> _Problem details_:
Your answer should be the lines of the data below that contain "format".

(Items from a data source)
-=-=-

// src/error.rs
//! Error taxonomy of a notification pass.
//!
//! Only feed retrieval and ledger persistence can fail a pass. A malformed
//! record is counted and dropped, a failed delivery is reported per category
//! and an unreadable ledger loads as empty; none of those surface as `Err`.

use thiserror::Error;

/// Retrieving or decoding the event feed failed.
#[derive(Debug, Error)]
pub enum FeedError {
    #[error("feed request failed: {0}")]
    Transport(#[from] reqwest::Error),
    #[error("feed returned HTTP {0}")]
    Status(reqwest::StatusCode),
    #[error("feed body is not valid JSON: {0}")]
    Parse(#[from] serde_json::Error),
}

/// Writing the ledger file failed.
#[derive(Debug, Error)]
pub enum LedgerError {
    #[error("ledger io error at {path}: {source}")]
    Io {
        path: String,
        #[source]
        source: std::io::Error,
    },
    #[error("ledger encode error: {0}")]
    Encode(#[from] serde_json::Error),
}

/// Fatal pass failures. Nothing is persisted when the pass aborts at fetch.
#[derive(Debug, Error)]
pub enum PassError {
    #[error("feed `{feed}` unavailable: {source}")]
    FeedUnavailable {
        feed: String,
        #[source]
        source: FeedError,
    },
    #[error("could not persist ledger: {0}")]
    LedgerPersist(#[from] LedgerError),
}
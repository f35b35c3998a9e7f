// src/config/rules.rs
//! Trigger rules per category, with built-in defaults and an optional
//! TOML/JSON override file.

use anyhow::{anyhow, bail, Context, Result};
use chrono::{Duration, Weekday};
use serde::{Deserialize, Serialize};
use std::fs;
use std::path::{Path, PathBuf};

use crate::category::Category;

pub const ENV_RULES_PATH: &str = "RULES_PATH";
pub const DEFAULT_RULES_TOML: &str = "config/rules.toml";
pub const DEFAULT_RULES_JSON: &str = "config/rules.json";

/// Longest accepted tolerance window: one week.
pub const MAX_TOLERANCE_MINUTES: i64 = 7 * 24 * 60;

#[derive(Debug, Clone, Copy, PartialEq, Eq)]
pub enum Trigger {
    /// A local wall-clock time, every day or only on `weekday`.
    Absolute {
        hour: u32,
        minute: u32,
        weekday: Option<Weekday>,
    },
    /// Relative to an event's time; negative fires before the event.
    EventRelative { offset_minutes: i64 },
}

#[derive(Debug, Clone, Copy, PartialEq, Eq, Serialize, Deserialize)]
#[serde(rename_all = "snake_case")]
pub enum Cardinality {
    #[serde(alias = "ONCE_PER_DAY")]
    OncePerDay,
    #[serde(alias = "ONCE_PER_EVENT")]
    OncePerEvent,
    #[serde(alias = "ONCE_PER_WEEK")]
    OncePerWeek,
}

#[derive(Debug, Clone, Copy, PartialEq, Eq)]
pub struct TriggerRule {
    pub trigger: Trigger,
    pub tolerance_minutes: i64,
    pub cardinality: Cardinality,
}

impl TriggerRule {
    pub fn daily_at(hour: u32, minute: u32, tolerance_minutes: i64) -> Self {
        Self {
            trigger: Trigger::Absolute {
                hour,
                minute,
                weekday: None,
            },
            tolerance_minutes,
            cardinality: Cardinality::OncePerDay,
        }
    }

    pub fn weekly_on(weekday: Weekday, hour: u32, minute: u32, tolerance_minutes: i64) -> Self {
        Self {
            trigger: Trigger::Absolute {
                hour,
                minute,
                weekday: Some(weekday),
            },
            tolerance_minutes,
            cardinality: Cardinality::OncePerWeek,
        }
    }

    pub fn per_event(offset_minutes: i64, tolerance_minutes: i64) -> Self {
        Self {
            trigger: Trigger::EventRelative { offset_minutes },
            tolerance_minutes,
            cardinality: Cardinality::OncePerEvent,
        }
    }

    pub fn tolerance(&self) -> Duration {
        Duration::minutes(self.tolerance_minutes)
    }

    pub fn is_event_scoped(&self) -> bool {
        matches!(self.trigger, Trigger::EventRelative { .. })
    }

    pub fn validate(&self) -> Result<()> {
        if self.tolerance_minutes <= 0 || self.tolerance_minutes > MAX_TOLERANCE_MINUTES {
            bail!(
                "tolerance_minutes must be in 1..={MAX_TOLERANCE_MINUTES}, got {}",
                self.tolerance_minutes
            );
        }
        match (self.trigger, self.cardinality) {
            (Trigger::Absolute { hour, minute, .. }, Cardinality::OncePerDay | Cardinality::OncePerWeek) => {
                if hour > 23 || minute > 59 {
                    bail!("invalid trigger time {hour:02}:{minute:02}");
                }
                Ok(())
            }
            (Trigger::EventRelative { offset_minutes }, Cardinality::OncePerEvent) => {
                if offset_minutes.abs() > MAX_TOLERANCE_MINUTES {
                    bail!(
                        "offset_minutes must be within ±{MAX_TOLERANCE_MINUTES}, got {offset_minutes}"
                    );
                }
                Ok(())
            }
            (Trigger::Absolute { .. }, Cardinality::OncePerEvent) => {
                bail!("once_per_event needs an event-relative trigger (offset_minutes)")
            }
            (Trigger::EventRelative { .. }, c) => {
                bail!("{c:?} needs an absolute trigger (hour/minute)")
            }
        }
    }
}

/// One rule per category.
#[derive(Debug, Clone, Copy, PartialEq, Eq)]
pub struct CategoryRules {
    pub daily: TriggerRule,
    pub reminder: TriggerRule,
    pub results: TriggerRule,
    pub weekly: TriggerRule,
}

impl Default for CategoryRules {
    fn default() -> Self {
        Self {
            daily: TriggerRule::daily_at(0, 1, 180),
            reminder: TriggerRule::per_event(-30, 30),
            // Starts late in the evening and runs past midnight.
            results: TriggerRule::daily_at(23, 30, 120),
            weekly: TriggerRule::weekly_on(Weekday::Sun, 18, 0, 180),
        }
    }
}

impl CategoryRules {
    pub fn get(&self, category: Category) -> &TriggerRule {
        match category {
            Category::Daily => &self.daily,
            Category::Reminder => &self.reminder,
            Category::Results => &self.results,
            Category::Weekly => &self.weekly,
        }
    }

    fn get_mut(&mut self, category: Category) -> &mut TriggerRule {
        match category {
            Category::Daily => &mut self.daily,
            Category::Reminder => &mut self.reminder,
            Category::Results => &mut self.results,
            Category::Weekly => &mut self.weekly,
        }
    }

    pub fn validate(&self) -> Result<()> {
        for c in Category::ALL {
            self.get(c)
                .validate()
                .with_context(|| format!("rule for category `{c}`"))?;
        }
        Ok(())
    }
}

/// A partial rule as written in the rules file.
#[derive(Debug, Default, Deserialize)]
#[serde(deny_unknown_fields)]
struct RawRule {
    hour: Option<u32>,
    minute: Option<u32>,
    weekday: Option<String>,
    offset_minutes: Option<i64>,
    tolerance_minutes: Option<i64>,
    cardinality: Option<Cardinality>,
}

#[derive(Debug, Default, Deserialize)]
#[serde(deny_unknown_fields)]
struct RulesFile {
    daily: Option<RawRule>,
    reminder: Option<RawRule>,
    results: Option<RawRule>,
    weekly: Option<RawRule>,
}

impl RawRule {
    fn merge_into(self, base: TriggerRule) -> Result<TriggerRule> {
        let absolute_fields = self.hour.is_some() || self.minute.is_some() || self.weekday.is_some();
        if absolute_fields && self.offset_minutes.is_some() {
            bail!("a rule takes either hour/minute/weekday or offset_minutes, not both");
        }

        let weekday = self
            .weekday
            .as_deref()
            .map(|w| w.parse::<Weekday>().map_err(|_| anyhow!("invalid weekday `{w}`")))
            .transpose()?;

        let trigger = match (self.offset_minutes, base.trigger) {
            (Some(offset_minutes), _) => Trigger::EventRelative { offset_minutes },
            (None, Trigger::Absolute { hour, minute, weekday: base_wd }) => Trigger::Absolute {
                hour: self.hour.unwrap_or(hour),
                minute: self.minute.unwrap_or(minute),
                weekday: weekday.or(base_wd),
            },
            (None, Trigger::EventRelative { .. }) if absolute_fields => Trigger::Absolute {
                hour: self.hour.unwrap_or(0),
                minute: self.minute.unwrap_or(0),
                weekday,
            },
            (None, t) => t,
        };

        // Switching trigger kind without naming a cardinality picks the natural one.
        let kind_changed = matches!(
            (trigger, base.trigger),
            (Trigger::EventRelative { .. }, Trigger::Absolute { .. })
                | (Trigger::Absolute { .. }, Trigger::EventRelative { .. })
        );
        let cardinality = match (self.cardinality, trigger) {
            (Some(c), _) => c,
            (None, _) if !kind_changed => base.cardinality,
            (None, Trigger::EventRelative { .. }) => Cardinality::OncePerEvent,
            (None, Trigger::Absolute { weekday: Some(_), .. }) => Cardinality::OncePerWeek,
            (None, Trigger::Absolute { .. }) => Cardinality::OncePerDay,
        };

        let rule = TriggerRule {
            trigger,
            tolerance_minutes: self.tolerance_minutes.unwrap_or(base.tolerance_minutes),
            cardinality,
        };
        rule.validate()?;
        Ok(rule)
    }
}

fn apply(file: RulesFile, mut rules: CategoryRules) -> Result<CategoryRules> {
    let sections = [
        (Category::Daily, file.daily),
        (Category::Reminder, file.reminder),
        (Category::Results, file.results),
        (Category::Weekly, file.weekly),
    ];
    for (category, raw) in sections {
        if let Some(raw) = raw {
            let merged = raw
                .merge_into(*rules.get(category))
                .with_context(|| format!("rule for category `{category}`"))?;
            *rules.get_mut(category) = merged;
        }
    }
    Ok(rules)
}

/// Parse rule overrides (TOML or JSON) on top of the defaults.
pub fn parse_rules(s: &str, hint_ext: &str) -> Result<CategoryRules> {
    let file: RulesFile = if hint_ext == "json" {
        serde_json::from_str(s).context("parsing rules json")?
    } else {
        match toml::from_str(s) {
            Ok(f) => f,
            Err(toml_err) => serde_json::from_str(s)
                .map_err(|_| anyhow!(toml_err))
                .context("parsing rules toml")?,
        }
    };
    apply(file, CategoryRules::default())
}

pub fn load_rules_from(path: &Path) -> Result<CategoryRules> {
    let content =
        fs::read_to_string(path).with_context(|| format!("reading rules from {}", path.display()))?;
    let ext = path
        .extension()
        .and_then(|s| s.to_str())
        .unwrap_or_default()
        .to_ascii_lowercase();
    parse_rules(&content, ext.as_str())
}

/// Rules via env var + fallbacks:
/// 1) $RULES_PATH
/// 2) config/rules.toml
/// 3) config/rules.json
/// 4) built-in defaults
pub fn load_rules_default<F>(lookup: F) -> Result<CategoryRules>
where
    F: Fn(&str) -> Option<String>,
{
    if let Some(p) = lookup(ENV_RULES_PATH).filter(|p| !p.trim().is_empty()) {
        let pb = PathBuf::from(p);
        if !pb.exists() {
            bail!("{ENV_RULES_PATH} points to non-existent path {}", pb.display());
        }
        return load_rules_from(&pb);
    }
    for candidate in [DEFAULT_RULES_TOML, DEFAULT_RULES_JSON] {
        let pb = PathBuf::from(candidate);
        if pb.exists() {
            return load_rules_from(&pb);
        }
    }
    Ok(CategoryRules::default())
}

-=-=-

> _Task output_:
                .with_context(|| format!("rule for category `{c}`"))?;
                .with_context(|| format!("rule for category `{category}`"))?;
        fs::read_to_string(path).with_context(|| format!("reading rules from {}", path.display()))?;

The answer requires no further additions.